I ran into this myself after watching a lot of pinball streams and then trying to build my own rig using what was recommended online. I ended up with the same issues I had been noticing as a viewer. The fix was straightforward once I stopped trying to tune around it. For fast moving objects like a pinball, you need the right kind of sensor.
Most off the shelf cameras use rolling shutter sensors. They are fine for people, desks, and static scenes. They struggle with fast motion under harsh lighting. The sensor reads the image line by line instead of all at once, so moving objects distort. That is where the odd shapes and jitter come from.
A global shutter sensor captures the entire frame at the same moment. No partial refresh. No smear from motion.
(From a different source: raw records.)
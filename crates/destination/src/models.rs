//! Destination models.

use derive_more::Display;
use serde::{Deserialize, Serialize};

/// Opaque identifier of a destination folder.
#[derive(Debug, Display, Clone, PartialEq, Eq, Hash, Serialize, Deserialize)]
#[serde(transparent)]
pub struct FolderId(String);

impl FolderId {
    pub fn new(id: impl Into<String>) -> Self {
        Self(id.into())
    }

    pub fn as_str(&self) -> &str {
        &self.0
    }
}
impl From<String> for FolderId {
    fn from(id: String) -> Self {
        Self(id)
    }
}
impl From<&str> for FolderId {
    fn from(id: &str) -> Self {
        Self(id.to_string())
    }
}

/// A folder returned by a listing.
#[derive(Debug, Clone, PartialEq, Eq, Deserialize)]
pub struct Folder {
    pub id: FolderId,
    pub name: String,
}

impl Folder {
    pub fn new(id: impl Into<FolderId>, name: impl Into<String>) -> Self {
        Self {
            id: id.into(),
            name: name.into(),
        }
    }
}

/// Access level granted on a folder.
#[derive(Debug, Display, Clone, Copy, PartialEq, Eq)]
pub enum Role {
    #[display("writer")]
    Writer,
}

impl Role {
    pub fn as_str(self) -> &'static str {
        match self {
            Self::Writer => "writer",
        }
    }
}
//! Moves a single file from the source into a destination folder.

use crate::error::{ErrorKind, Result, TransferStage};
use crate::models::{FilePayload, FileRecord, TransferredFile};
use crosscloud_destination::{DestinationHandle, FolderId};
use crosscloud_source::SourceHandle;
use exn::ResultExt;

pub struct Transfer {
    source: SourceHandle,
    destination: DestinationHandle,
}

impl Transfer {
    pub fn new(source: SourceHandle, destination: DestinationHandle) -> Self {
        Self { source, destination }
    }

    /// Download the content behind `file`'s locator.
    pub async fn fetch(&self, file: &FileRecord) -> Result<FilePayload> {
        let data = self.source.download(&file.locator).await.or_raise(|| ErrorKind::SourceDownload)?;
        Ok(FilePayload {
            title: file.title.clone(),
            extension: file.extension.clone(),
            data,
        })
    }

    /// Copy `file` into `folder_id`, which is known as `folder`.
    ///
    /// The whole payload is held in memory for the duration of the upload.
    pub async fn transfer(&self, file: &FileRecord, folder: &str, folder_id: &FolderId) -> Result<TransferredFile> {
        let failed = |stage| ErrorKind::Transfer {
            file_id: file.id.clone(),
            stage,
        };
        let payload = self.fetch(file).await.or_raise(|| failed(TransferStage::Download))?;
        let name = payload.upload_name();
        let size = payload.data.len();
        let destination_id = self
            .destination
            .create_file(&name, folder_id, payload.data)
            .await
            .or_raise(|| ErrorKind::DestinationUpload)
            .or_raise(|| failed(TransferStage::Upload))?;
        tracing::info!(file_id = %file.id, folder, name = %name, size, destination_id = %destination_id, "Transferred file");
        Ok(TransferredFile {
            file_id: file.id.clone(),
            folder: folder.to_string(),
            folder_id: folder_id.clone(),
            name,
            destination_id,
        })
    }
}

#[cfg(test)]
mod tests {
    use super::*;
    use crosscloud_destination::MockDestination;
    use crosscloud_source::MockSource;
    use std::sync::Arc;

    fn resume() -> FileRecord {
        FileRecord::new("0681", "Resume", "pdf", "/blob/0681")
    }

    #[tokio::test]
    async fn test_transfer_uploads_under_full_name() {
        let source = Arc::new(MockSource::default().with_blob("/blob/0681", b"%PDF-1.7".to_vec()));
        let drive = Arc::new(MockDestination::with_folders([("f1", "Acme Corp")]));
        let transferred = Transfer::new(source.clone(), drive.clone())
            .transfer(&resume(), "Acme Corp", &FolderId::new("f1"))
            .await
            .unwrap();
        assert_eq!(transferred.name, "Resume.pdf");
        assert_eq!(transferred.folder, "Acme Corp");
        let files = drive.files().await;
        assert_eq!(files.len(), 1);
        assert_eq!(files[0].name, "Resume.pdf");
        assert_eq!(files[0].parent, FolderId::new("f1"));
        assert_eq!(files[0].data, b"%PDF-1.7");
        assert_eq!(files[0].id, transferred.destination_id);
        assert_eq!(source.downloads().await, ["/blob/0681"]);
    }

    #[tokio::test]
    async fn test_download_failure_skips_upload() {
        let source = Arc::new(MockSource::default().with_failing_download("/blob/0681"));
        let drive = Arc::new(MockDestination::with_folders([("f1", "Acme Corp")]));
        let err = Transfer::new(source, drive.clone())
            .transfer(&resume(), "Acme Corp", &FolderId::new("f1"))
            .await
            .unwrap_err();
        assert_eq!(
            *err,
            ErrorKind::Transfer {
                file_id: "0681".to_string(),
                stage: TransferStage::Download,
            }
        );
        assert!(drive.upload_attempts().await.is_empty());
    }

    #[tokio::test]
    async fn test_upload_failure() {
        let source = Arc::new(MockSource::default().with_blob("/blob/0681", b"%PDF".to_vec()));
        let drive = Arc::new(MockDestination::with_folders([("f1", "Acme Corp")]).with_failing_upload("Resume.pdf"));
        let err = Transfer::new(source, drive)
            .transfer(&resume(), "Acme Corp", &FolderId::new("f1"))
            .await
            .unwrap_err();
        assert!(matches!(&*err, ErrorKind::Transfer { stage: TransferStage::Upload, .. }));
    }
}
That single difference is what makes a pinball look like a ball again.
I tried a lot of off the shelf options before accepting this. Consumer webcams. Action cameras. Industrial cameras. Even some global shutter cameras that looked promising on paper. I have a box of cameras that cost several thousand dollars sitting now unused, and I suspect many streamers do too.
The common problems were predictable. Features I did not need like batteries, microphones, onboard processing, and vendor utilities. Awkward shapes that were hard to mount cleanly. High prices for capabilities that did not improve a pinball stream. Or cameras that claimed high frame rates but relied on interpolation instead of real capture.
Once I stopped trying to force a general purpose camera into a very specific job, the path became clearer. Start from the actual requirements of a pinball stream.
- Fast motion without distortion
- Stable exposure under LEDs and mixed lighting
- Predictable behavior across Windows, macOS, and Linux
- No drivers, no utilities, no hidden processing
- Simple mounting that stays put once aligned
That thinking led directly to building purpose-built cameras instead of adapting existing ones.
The PARAFLIP playfield camera is designed for the hardest job in the rig. Tracking a fast steel ball across reflective surfaces under aggressive lighting. A global shutter sensor freezes motion cleanly at 1080p60, and the tighter lens geometry keeps the playfield framed naturally without edge distortion. It behaves like a camera should. Plug it in, set exposure if needed, and stop fighting it.
You can see the playfield camera here:
For score displays, the requirements are different. Older EMs and solid state machines are forgiving, but modern machines introduce new problems. Bright LEDs. Fast refresh. LCD panels. Even machines like Banzai Run where it needs to capture a second playfield!
The PARAFLIP score camera exists to do exactly one job. Deliver a clean, readable score feed at 60fps without flicker, tearing, or partial refresh artifacts. The wide field of view makes alignment forgiving, and the global shutter ensures the display is captured consistently regardless of how the machine refreshes its output.
You can see the score camera here: PARAFLIP Global Shutter 1080p60 Score Camera
Both cameras use standard UVC. No drivers. No vendor software. They show up like cameras should and integrate cleanly with capture cards, docks, or directly into a PARAFLIP Parabox. The enclosure and mounting are intentionally boring. Once you frame the shot, it stays framed.
The player camera is intentionally simpler. Showing the person behind the game does not require a global shutter. It requires stable framing, reasonable color, and predictable behavior. A straightforward 1080p30 rolling shutter camera does that job well without adding cost or complexity where it does not help.
You can find it here: PARAFLIP 1080p30 Player Camera
All three cameras allow basic controls like exposure time, but they ship tuned for arcade environments. The parabox has a few additional presets for common environments to help too. The goal is not endless tweaking. It is repeatable results across different machines and locations.
If you are using a Parabox, these cameras are part of a closed ecosystem by design. That is how we keep setup time low and behavior predictable. If you are bringing your own capture cards or building a custom rig, there are other good cameras out there. Just be cautious with specs that look impressive but rely on interpolation or heavy onboard processing.
Pinball streaming is full of small technical choices that compound. The camera is one of the biggest. Once you stop trying to make the wrong tool behave, everything downstream gets easier.
Good rigs are not about chasing features. They are about choosing components that do their job reliably and then getting out of the way.